Keine Liga stellt bei der WM mehr Spieler als die Premier League. Doch die Superstars des Weltfußballs kommen nahezu alle aus anderen Ligen. Seit zehn Jahren wurde kein Kicker von der Insel mehr Weltfußballer. Ist die englische Liga schlechter als ihr Ruf?
„What about that? An unstoppable shot from Paul Scholes!“ Für die Kommentatoren gab es kein Halten mehr, als der rothaarige Mittelfeldmotor von Manchester United den Ball im Champions-League-Halbfinale 2008 in den Winkel hämmerte. Der Treffer besiegelte einen 1:0‑Sieg gegen den FC Barcelona. Damit stand das Team von Sir Alex Ferguson im Endspiel. Zu diesem Zeitpunkt dürften sich die Verantwortlichen der Premier League ähnlich unstoppable gefühlt haben.
Nicht nur kam es in Moskau wenige Wochen später zum ersten ligainternen Champions-League-Finale, zwischen United und dem FC Chelsea. Barcelona war sogar der einzige nicht-englische Klub im Halbfinale gewesen, Chelsea setzte sich gegen den FC Liverpool durch. Letzten Endes gewannen die Red Devils den Henkelpott. Modellathlet Cristiano Ronaldo wurde Ende des Jahres Weltfußballer.
Danach wurde es still um die englische Liga. In den folgenden zehn Jahren kam lediglich ein Champions-League-Titel dazu: Der äußerst glückliche Triumph des FC Chelsea 2012 gegen den FC Bayern München. Doch müsste es nicht der Anspruch sein der sogenannten besten Liga der Welt, den Gewinner des größten Klub-Wettbewerbs deutlich häufiger zu stellen? Oder den Fans die besten Spieler bieten zu können?
Die Spannung ist das Problem
Dass die britischen Teams im internationalen Vergleich seit Jahren nichts gewonnen haben, liegt auch an der, eigentlich fantastischen, Struktur der Liga. Die Premier League weist eine höhere Ausgeglichenheit auf als die anderen Top-Ligen. Die Meister wechseln sich fröhlich ab, selbst ein Märchen wie der Titelgewinn Leicester Citys ist möglich.
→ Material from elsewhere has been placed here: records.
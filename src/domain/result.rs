//! Result type alias for phiscrub

use super::errors::PhiScrubError;

/// Result type alias for phiscrub operations
///
/// ```
/// use phiscrub::domain::{PhiScrubError, Result, SessionId};
///
/// fn session_from_arg(arg: &str) -> Result<SessionId> {
///     SessionId::new(arg).map_err(PhiScrubError::Validation)
/// }
///
/// assert!(session_from_arg("MR-0042").is_ok());
/// assert!(matches!(session_from_arg("../etc"), Err(PhiScrubError::Validation(_))));
/// ```
pub type Result<T> = std::result::Result<T, PhiScrubError>;
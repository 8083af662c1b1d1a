//! In-memory record store
//!
//! Backs the test suite and the `scan` preview. Interior mutability only;
//! there is a single writer.

use crate::adapters::store::RecordStore;
use crate::domain::{
    DataType, EntryDescriptor, PhiScrubError, Result, Series, SessionId,
};
use async_trait::async_trait;
use std::collections::HashMap;
use std::sync::{Mutex, MutexGuard};

struct StoredEntry {
    descriptor: EntryDescriptor,
    series: Series,
}

/// Record store held entirely in memory
#[derive(Default)]
pub struct InMemoryRecordStore {
    sessions: Mutex<HashMap<String, Vec<StoredEntry>>>,
}

impl InMemoryRecordStore {
    pub fn new() -> Self {
        Self::default()
    }

    fn lock(&self) -> Result<MutexGuard<'_, HashMap<String, Vec<StoredEntry>>>> {
        self.sessions
            .lock()
            .map_err(|_| PhiScrubError::Store("in-memory store lock poisoned".to_string()))
    }

    /// Create an empty session (no-op if it exists)
    pub fn create_session(&self, session: &SessionId) -> Result<()> {
        self.lock()?.entry(session.to_string()).or_default();
        Ok(())
    }

    /// Seed an entry with its files, creating the session if needed
    pub fn insert_entry(
        &self,
        session: &SessionId,
        descriptor: EntryDescriptor,
        series: Series,
    ) -> Result<()> {
        let mut sessions = self.lock()?;
        let entries = sessions.entry(session.to_string()).or_default();
        if entries.iter().any(|e| e.descriptor.name == descriptor.name) {
            return Err(PhiScrubError::EntryExists(descriptor.name));
        }
        entries.push(StoredEntry { descriptor, series });
        Ok(())
    }

    /// Entry names of a session in stored order
    pub fn entry_names(&self, session: &SessionId) -> Result<Vec<String>> {
        let sessions = self.lock()?;
        let entries = sessions
            .get(session.as_str())
            .ok_or_else(|| PhiScrubError::SessionNotFound(session.to_string()))?;
        Ok(entries.iter().map(|e| e.descriptor.name.clone()).collect())
    }
}

#[async_trait]
impl RecordStore for InMemoryRecordStore {
    async fn list_entries(&self, session: &SessionId) -> Result<Vec<EntryDescriptor>> {
        let sessions = self.lock()?;
        let entries = sessions
            .get(session.as_str())
            .ok_or_else(|| PhiScrubError::SessionNotFound(session.to_string()))?;
        Ok(entries.iter().map(|e| e.descriptor.clone()).collect())
    }

    async fn read_series(&self, session: &SessionId, entry: &str) -> Result<Series> {
        let sessions = self.lock()?;
        let entries = sessions
            .get(session.as_str())
            .ok_or_else(|| PhiScrubError::SessionNotFound(session.to_string()))?;
        entries
            .iter()
            .find(|e| e.descriptor.name == entry)
            .map(|e| e.series.clone())
            .ok_or_else(|| PhiScrubError::EntryNotFound(format!("{session}/{entry}")))
    }

    async fn create_entry(
        &self,
        session: &SessionId,
        name: &str,
        datatype: DataType,
        derived_from: Option<&str>,
    ) -> Result<EntryDescriptor> {
        let mut sessions = self.lock()?;
        let entries = sessions
            .get_mut(session.as_str())
            .ok_or_else(|| PhiScrubError::SessionNotFound(session.to_string()))?;
        if entries.iter().any(|e| e.descriptor.name == name) {
            return Err(PhiScrubError::EntryExists(format!("{session}/{name}")));
        }

        let mut descriptor = EntryDescriptor::new(name, datatype);
        if let Some(source) = derived_from {
            descriptor = descriptor.derived(source);
        }
        entries.push(StoredEntry {
            descriptor: descriptor.clone(),
            series: Series::default(),
        });
        Ok(descriptor)
    }

    async fn write_series(&self, session: &SessionId, entry: &str, series: Series) -> Result<()> {
        let mut sessions = self.lock()?;
        let entries = sessions
            .get_mut(session.as_str())
            .ok_or_else(|| PhiScrubError::SessionNotFound(session.to_string()))?;
        let stored = entries
            .iter_mut()
            .find(|e| e.descriptor.name == entry)
            .ok_or_else(|| PhiScrubError::EntryNotFound(format!("{session}/{entry}")))?;
        stored.series = series;
        Ok(())
    }
}
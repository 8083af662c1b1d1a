//! Validate config command implementation
//!
//! This module implements the `validate-config` command for validating
//! the phiscrub configuration file.

use crate::cli::exit_code;
use crate::config::{load_config, RecognizerConfig};
use crate::deidentification::Deidentifier;
use clap::Args;

/// Arguments for the validate-config command
#[derive(Args, Debug)]
pub struct ValidateArgs {}

impl ValidateArgs {
    /// Execute the validate-config command
    pub async fn execute(&self, config_path: &str) -> anyhow::Result<i32> {
        tracing::info!(config_path = %config_path, "Validating configuration");

        println!("🔍 Validating configuration file: {config_path}");
        println!();

        // load_config validates every section
        let config = match load_config(config_path) {
            Ok(c) => {
                println!("✅ Configuration file loaded successfully");
                c
            }
            Err(e) => {
                println!("❌ Failed to load configuration file");
                println!("   Error: {e}");
                return Ok(exit_code::CONFIGURATION);
            }
        };

        // Compile patterns and load word lists the way a run would
        if let Err(e) = Deidentifier::new(&config.deidentification, &config.ner, &config.audit) {
            println!("❌ Failed to build de-identification pipeline");
            println!("   Error: {e:#}");
            println!();
            return Ok(exit_code::CONFIGURATION);
        }

        println!("✅ Configuration is valid");
        println!();
        println!("Configuration Summary:");
        println!("  Log Level: {}", config.application.log_level);
        println!("  Dry Run: {}", config.application.dry_run);
        println!("  Store Root: {}", config.store.root.display());
        println!(
            "  Score Threshold: {}",
            config.deidentification.score_threshold
        );
        println!(
            "  Destroy Pixels: {}",
            config.deidentification.destroy_pixels
        );
        println!(
            "  Use Transformers: {}",
            config.deidentification.use_transformers
        );
        println!(
            "  Pattern Library: {}",
            config
                .deidentification
                .pattern_library
                .as_ref()
                .map(|p| p.display().to_string())
                .unwrap_or_else(|| "built-in".to_string())
        );
        println!("  Deny Lists: {}", config.deidentification.deny_lists.len());
        println!("  NER Failure Policy: {:?}", config.ner.failure_policy);
        for recognizer in &config.ner.recognizers {
            match recognizer {
                RecognizerConfig::Http { name, endpoint, .. } => {
                    println!("    - {name} (http: {endpoint})");
                }
                RecognizerConfig::Gazetteer { name, path, .. } => {
                    println!("    - {name} (gazetteer: {})", path.display());
                }
            }
        }
        if config.audit.enabled {
            println!("  Audit Log: {}", config.audit.log_path.display());
        } else {
            println!("  Audit Log: disabled");
        }
        println!();

        Ok(exit_code::SUCCESS)
    }
}

#[cfg(test)]
mod tests {
    use super::*;
    use std::io::Write;
    use tempfile::NamedTempFile;

    #[tokio::test]
    async fn test_valid_config() {
        let mut file = NamedTempFile::new().unwrap();
        writeln!(file, "[deidentification]\nscore_threshold = 0.4").unwrap();

        let code = ValidateArgs {}
            .execute(file.path().to_str().unwrap())
            .await
            .unwrap();
        assert_eq!(code, exit_code::SUCCESS);
    }

    #[tokio::test]
    async fn test_missing_config_file() {
        let code = ValidateArgs {}
            .execute("/nonexistent/phiscrub.toml")
            .await
            .unwrap();
        assert_eq!(code, exit_code::CONFIGURATION);
    }

    #[tokio::test]
    async fn test_invalid_recognizer() {
        let mut file = NamedTempFile::new().unwrap();
        writeln!(
            file,
            "[[ner.recognizers]]\nkind = \"http\"\nname = \"x\"\nendpoint = \"not a url\""
        )
        .unwrap();

        let code = ValidateArgs {}
            .execute(file.path().to_str().unwrap())
            .await
            .unwrap();
        assert_eq!(code, exit_code::CONFIGURATION);
    }
}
Diese Ausgeglichenheit führt allerdings auch zu einer höheren Belastung. Ein Zustand auf den auch José Mourinho im Laufe der vergangenen Spielzeit aufmerksam machte. „Letzte Saison spielte Real Madrid im letzten Monat der Liga mit einer B‑Elf. Sie konnten das tun und reisten zum Champions-League-Finale mit einem frischen Team. Juventus war bereits drei Monate vor dem Saisonende Meister und kam frisch zum Viertelfinale, Halbfinale und Finale. Für englische Teams ist das normalerweise unmöglich“ Die Premier League ist spannend – und das ist ihr Problem.
Groteske Übermacht
Denn international muss sie konkurrieren mit mehreren Teams, die in ihrer Liga beinahe grotesk übermächtig sind: Juventus Turin, dem FC Bayern und Paris Saint-Germain. Diese Übermacht bringt diverse Vorteile. Zum Einen die Vormachtstellung auf dem jeweiligen nationalen Transfermarkt.
Die Bayern brauchten ligaintern keine Konkurrenz fürchten, als sie Leon Goretzka verpflichten wollten. Juventus Turin war in Italien der einzige Klub, der die 90 Millionen Euro für Higuain bezahlen konnte. Paris hat Kylian Mbappé zum zweitteuersten Spieler der Geschichte gemacht. Die Klubs fungieren in der Champions League als eine Art Super-Auswahl ihrer jeweiligen Ligen.